When, exactly, the Freshen Up guys first appeared on the toilet scene is hard to say, but it’s at least five years I’m sure, and they’re now a regular feature of any self-respecting London club, or even pub, toilet – sometimes just a few modest bottles of stink, sometimes a full deck of grooming products. For anyone hoping to escape without paying, the choice is one of bolting without washing your hands, or facing the shame of letting the guy facilitate the bathing and drying of your filthy paws and then not coughing up, inevitably incurring a (rightly) resentful look.
There is a poem, or rather song, from the, dare I say it, Book of Negro Folklore (1958, don’t ask) called the Ah-Got-Um Man, in which the eponymous street vendor declares, with boundless optimism, ‘Ah got fish/Ah got fruits/Ah got veg, yes ‘ndeed! /Ah got anything yo’ need’; (anyone who has been to Ibiza will also be familiar with his nefarious modern counterpart, the drug-peddling Lucky Lucky Men). And the Freshen Up guys are a modern incarnation of the old fruit and veg man, a seller of sexual success who has to make himself heard, using rhythm and rhyme, poetic patter, to get the attention of the punters.

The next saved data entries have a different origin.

//! SocketCAN CAN 适配器实现
//!
//! 基于 Linux 内核 SocketCAN 子系统。接口波特率等配置由系统工具
//! （`ip link set can0 type can bitrate 1000000`）完成，不在应用层设置。
//!
//! ## 限制
//!
//! - 仅限 Linux 平台
//! - 接口必须已存在且处于 UP 状态
//! - 可能需要 `dialout` 组权限或 `sudo`

use std::time::{Duration, SystemTime, UNIX_EPOCH};

use socketcan::{CanFrame, CanSocket, EmbeddedFrame, ExtendedId, Frame, Socket, StandardId};
use tracing::{trace, warn};

use crate::{CanAdapter, CanError, MotusFrame, RxAdapter, SplittableAdapter, TxAdapter};

/// SocketCAN 适配器
#[derive(Debug)]
pub struct SocketCanAdapter {
    socket: CanSocket,
    interface: String,
    read_timeout: Duration,
}

impl SocketCanAdapter {
    /// 打开指定 CAN 接口（如 "can0" / "vcan0"）
    ///
    /// 默认读超时 2ms，保证后台接收线程能及时响应退出信号。
    pub fn new(interface: impl Into<String>) -> Result<Self, CanError> {
        let interface = interface.into();

        let socket = CanSocket::open(&interface).map_err(|e| {
            CanError::Device(
                format!("Failed to open CAN interface '{}': {}", interface, e).into(),
            )
        })?;

        let read_timeout = Duration::from_millis(2);
        socket.set_read_timeout(read_timeout).map_err(CanError::Io)?;

        trace!("SocketCAN interface '{}' opened", interface);

        Ok(Self {
            socket,
            interface,
            read_timeout,
        })
    }

    /// 接口名称
    pub fn interface(&self) -> &str {
        &self.interface
    }

    /// 当前读超时
    pub fn read_timeout(&self) -> Duration {
        self.read_timeout
    }

    /// 设置读超时
    pub fn set_read_timeout(&mut self, timeout: Duration) -> Result<(), CanError> {
        self.socket.set_read_timeout(timeout).map_err(CanError::Io)?;
        self.read_timeout = timeout;
        Ok(())
    }

    fn now_us() -> u64 {
        SystemTime::now()
            .duration_since(UNIX_EPOCH)
            .map(|d| d.as_micros() as u64)
            .unwrap_or(0)
    }
}

fn to_can_frame(frame: &MotusFrame) -> Result<CanFrame, CanError> {
    if frame.is_extended {
        ExtendedId::new(frame.id)
            .and_then(|id| CanFrame::new(id, frame.data_slice()))
            .ok_or_else(|| {
                CanError::Device(
                    format!("Failed to create extended frame with ID 0x{:X}", frame.id).into(),
                )
            })
    } else {
        StandardId::new(frame.id as u16)
            .and_then(|id| CanFrame::new(id, frame.data_slice()))
            .ok_or_else(|| {
                CanError::Device(
                    format!("Failed to create standard frame with ID 0x{:X}", frame.id).into(),
                )
            })
    }
}

fn from_can_frame(can_frame: &CanFrame, timestamp_us: u64) -> MotusFrame {
    let id_bits = if can_frame.is_extended() {
        can_frame.raw_id() & 0x1FFF_FFFF
    } else {
        can_frame.raw_id() & 0x7FF
    };

    let mut data = [0u8; 8];
    let payload = can_frame.data();
    let len = payload.len().min(8);
    data[..len].copy_from_slice(&payload[..len]);

    MotusFrame {
        id: id_bits,
        data,
        len: len as u8,
        is_extended: can_frame.is_extended(),
        timestamp_us,
    }
}

fn read_one(socket: &CanSocket, interface: &str) -> Result<MotusFrame, CanError> {
    loop {
        let can_frame = match socket.read_frame() {
            Ok(frame) => frame,
            Err(e)
                if e.kind() == std::io::ErrorKind::WouldBlock
                    || e.kind() == std::io::ErrorKind::TimedOut =>
            {
                return Err(CanError::Timeout);
            },
            Err(e) => return Err(CanError::Io(e)),
        };

        if can_frame.is_error_frame() {
            warn!("CAN error frame received on '{}', ignoring", interface);
            continue;
        }

        let frame = from_can_frame(&can_frame, SocketCanAdapter::now_us());
        trace!(
            "Received CAN frame: ID=0x{:X}, len={}, timestamp_us={}",
            frame.id, frame.len, frame.timestamp_us
        );
        return Ok(frame);
    }
}

/// SocketCAN 接收半端（独立 socket，可与发送端并发使用）
#[derive(Debug)]
pub struct SocketCanRxAdapter {
    socket: CanSocket,
    interface: String,
    read_timeout: Duration,
}

/// SocketCAN 发送半端
#[derive(Debug)]
pub struct SocketCanTxAdapter {
    socket: CanSocket,
    interface: String,
}

impl RxAdapter for SocketCanRxAdapter {
    fn receive(&mut self) -> Result<MotusFrame, CanError> {
        read_one(&self.socket, &self.interface)
    }

    fn receive_timeout(&mut self, timeout: Duration) -> Result<MotusFrame, CanError> {
        if timeout != self.read_timeout {
            self.socket.set_read_timeout(timeout).map_err(CanError::Io)?;
            self.read_timeout = timeout;
        }
        read_one(&self.socket, &self.interface)
    }
}

impl TxAdapter for SocketCanTxAdapter {
    fn send(&mut self, frame: MotusFrame) -> Result<(), CanError> {
        let can_frame = to_can_frame(&frame)?;
        self.socket.write_frame(&can_frame).map_err(|e| {
            CanError::Io(std::io::Error::other(format!(
                "SocketCAN transmit error on '{}': {}",
                self.interface, e
            )))
        })
    }
}

impl SplittableAdapter for SocketCanAdapter {
    type RxAdapter = SocketCanRxAdapter;
    type TxAdapter = SocketCanTxAdapter;

    /// 分离为独立的 RX 和 TX 适配器
    ///
    /// 内核允许同一接口打开多个 raw socket，发送端另开一个
    /// socket，两端互不影响超时设置。
    fn split(self) -> Result<(Self::RxAdapter, Self::TxAdapter), CanError> {
        let tx_socket = CanSocket::open(&self.interface).map_err(|e| {
            CanError::Device(
                format!(
                    "Failed to open TX socket on CAN interface '{}': {}",
                    self.interface, e
                )
                .into(),
            )
        })?;

        Ok((
            SocketCanRxAdapter {
                socket: self.socket,
                interface: self.interface.clone(),
                read_timeout: self.read_timeout,
            },
            SocketCanTxAdapter {
                socket: tx_socket,
                interface: self.interface,
            },
        ))
    }
}

impl CanAdapter for SocketCanAdapter {
    fn send(&mut self, frame: MotusFrame) -> Result<(), CanError> {
        let can_frame = to_can_frame(&frame)?;

        self.socket.write_frame(&can_frame).map_err(|e| {
            CanError::Io(std::io::Error::other(format!(
                "SocketCAN transmit error: {}",
                e
            )))
        })?;

        trace!("Sent CAN frame: ID=0x{:X}, len={}", frame.id, frame.len);
        Ok(())
    }

    /// 接收帧（阻塞直到收到有效数据帧或超时），自动跳过错误帧
    fn receive(&mut self) -> Result<MotusFrame, CanError> {
        read_one(&self.socket, &self.interface)
    }

    fn set_receive_timeout(&mut self, timeout: Duration) {
        if let Err(e) = self.set_read_timeout(timeout) {
            warn!("Failed to set receive timeout: {}", e);
        }
    }

    fn receive_timeout(&mut self, timeout: Duration) -> Result<MotusFrame, CanError> {
        let old_timeout = self.read_timeout;
        self.set_read_timeout(timeout)?;
        let result = self.receive();
        let _ = self.set_read_timeout(old_timeout);
        result
    }
}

Now, admittedly, the verse is all of a somewhat sexual bent (how else do you sell perfume to drunk men in a toilet?), but I think people are coming to expect a little more than just a single phrase or tune, and this is where the song and performance element becomes more of a selling point. The best I have heard, by a mile, the lord of the latrine, the prince of the privy, is the guy in The Artesian Well in Clapham, a booming comedian hustler I’d pay a quid to see any day. The only way I can even try to do him justice is with a structure of a few of his own words, to be read aloud in an appropriate manner and, in the middle, to the accompanying tune:
Freshen up! Freshen up! Freshen up!
Pumpumpaloi!!
No money, no honey!
No Gucci, no smoochi!
No gum, no cum!
Freshen up for poonani, poonani, poonani!
Freshen up for poonani, get that pussy!
No lolly, no jolly!
No splash, no gash!
No davidoff, no haveitoff!
Freshen up! Freshen up! Freshen up!
Pumpumpaloi!!
I would love to know if he has a rival out there, and some other favourite lines, and sorry if this has been a little one-sided, I have not had the privilege to hear a Freshen Up girl at work, but any insight would be most welcome.
Freshen Up guy: at a toilet near you…
Image by Markhillary courtesy of Flickr

The thing that I always wonder is where these guys come from?
Many of them carry a very similar look, selection of products, etc.
Is there a company like “Freshen Up, inc.” that ‘supplies’ these guys for a fee?
New songs all the time, but bolting for the door is normally the only option!!